幸而饮酒并未误事,还是定好了后续计划。一方面各门各派加大对散修的安抚和接收,做好通信和对仙盟行动的防范;另一方面,探知得北海秘境将一月后现世,此处必争,做好一切出击准备。
傍晚,众皆散去,我还在原处坐着,缓不过来。我虽厌恶依靠旁人,此刻却很想有个依靠在身旁,搀着我问我:“怎么?你又是在为思念本君,醉成这样?”
可惜身旁并没有。我只能自行调整片刻,拿剑支着案几起身,去前头向晃成两个影的乐扶苏行礼:“殿主,既已谈妥,在下告辞。圣教中事还很多。”

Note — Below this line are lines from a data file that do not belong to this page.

use crate::common::*;

use axum::{
    extract::rejection::QueryRejection,
    http::StatusCode as HttpStatusCode,
    response::{IntoResponse, Response as HttpResponse},
    Json,
};

/// Failures surfaced to HTTP clients as `{"error": "<message>"}`.
#[derive(Debug, Clone, PartialEq, thiserror::Error)]
pub enum ApiError {
    /// A required path or query parameter is missing.
    #[error("{0}")]
    BadRequest(String),
    /// The backend round-trip or the aggregation failed.
    #[error("{0}")]
    Internal(String),
}

impl ApiError {
    #[doc = "Backend failure reported with the underlying error text."]
    pub fn backend(caller: &str, err: anyhow::Error) -> Self {
        error!("[MainController->{}] {:?}", caller, err);
        ApiError::Internal(err.to_string())
    }

    #[doc = "Backend failure reported with a fixed message, the cause only goes to the log."]
    pub fn backend_masked(caller: &str, err: anyhow::Error) -> Self {
        error!("[MainController->{}] {:?}", caller, err);
        ApiError::Internal(String::from("Failed to retrieve data"))
    }

    pub fn status_code(&self) -> HttpStatusCode {
        match self {
            ApiError::BadRequest(_) => HttpStatusCode::BAD_REQUEST,
            ApiError::Internal(_) => HttpStatusCode::INTERNAL_SERVER_ERROR,
        }
    }
}

impl From<QueryRejection> for ApiError {
    fn from(rejection: QueryRejection) -> Self {
        ApiError::BadRequest(rejection.body_text())
    }
}

impl IntoResponse for ApiError {
    fn into_response(self) -> HttpResponse {
        let body: Json<Value> = Json(json!({ "error": self.to_string() }));
        (self.status_code(), body).into_response()
    }
}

乐扶苏却问:“沈师侄,方才听你一直在念叨桓九。他未出席,可出了什么事?你们圣教,仿佛最近将他的行踪压得极紧。”
我竟如斯肉麻,喝醉了念他名字?竟自己都没意识到。
我道:“他近日得了道缘,正在魔窟闭关,晋升修为。”
乐扶苏一惊:“我记得他合体中期并未超过一年罢?难道这就要再度晋升?”
当然不是,桓九能恢复中期修为已算万幸。但给乐扶苏说的这理由最好,大不了之后就说此次晋升失败,不会漏出任何破绽,引起不必要麻烦。

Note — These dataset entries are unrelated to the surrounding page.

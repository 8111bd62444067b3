//! Cart Summary Handler

use std::sync::Arc;

use salvo::{oapi::extract::QueryParam, prelude::*};

use crate::{
    carts::{errors::into_status_error, models::CartSummaryResponse},
    extensions::*,
    state::State,
};

/// Cart Summary Handler
///
/// Returns the active cart lines, or the wishlist when `wishlist=true`.
#[endpoint(
    tags("cart"),
    summary = "Get Cart",
    security(("user_uuid" = []))
)]
pub(crate) async fn handler(
    wishlist: QueryParam<bool, false>,
    depot: &mut Depot,
) -> Result<Json<CartSummaryResponse>, StatusError> {
    let state = depot.obtain_or_500::<Arc<State>>()?;
    let user = depot.user_uuid_or_401()?;

    let summary = state
        .app
        .carts
        .get_summary(user, wishlist.into_inner().unwrap_or(false))
        .await
        .map_err(into_status_error)?;

    Ok(Json(summary.into()))
}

我道:“尝试一番而已,成与不成看天意。殿主,我先回了。”
步出璇玑殿宴厅时,我在台阶上跌了两下,又不由回望一眼。我记得上次我同桓九在这厅里与其他小仙门推杯置盏时,他爪子和嘴都极不安分,将我摸了又抱,贴了又亲,就差当众人面将我按在几上,上演一番活色。
后来结侣宴上他倒确把我当众按了,只差上演一番活色。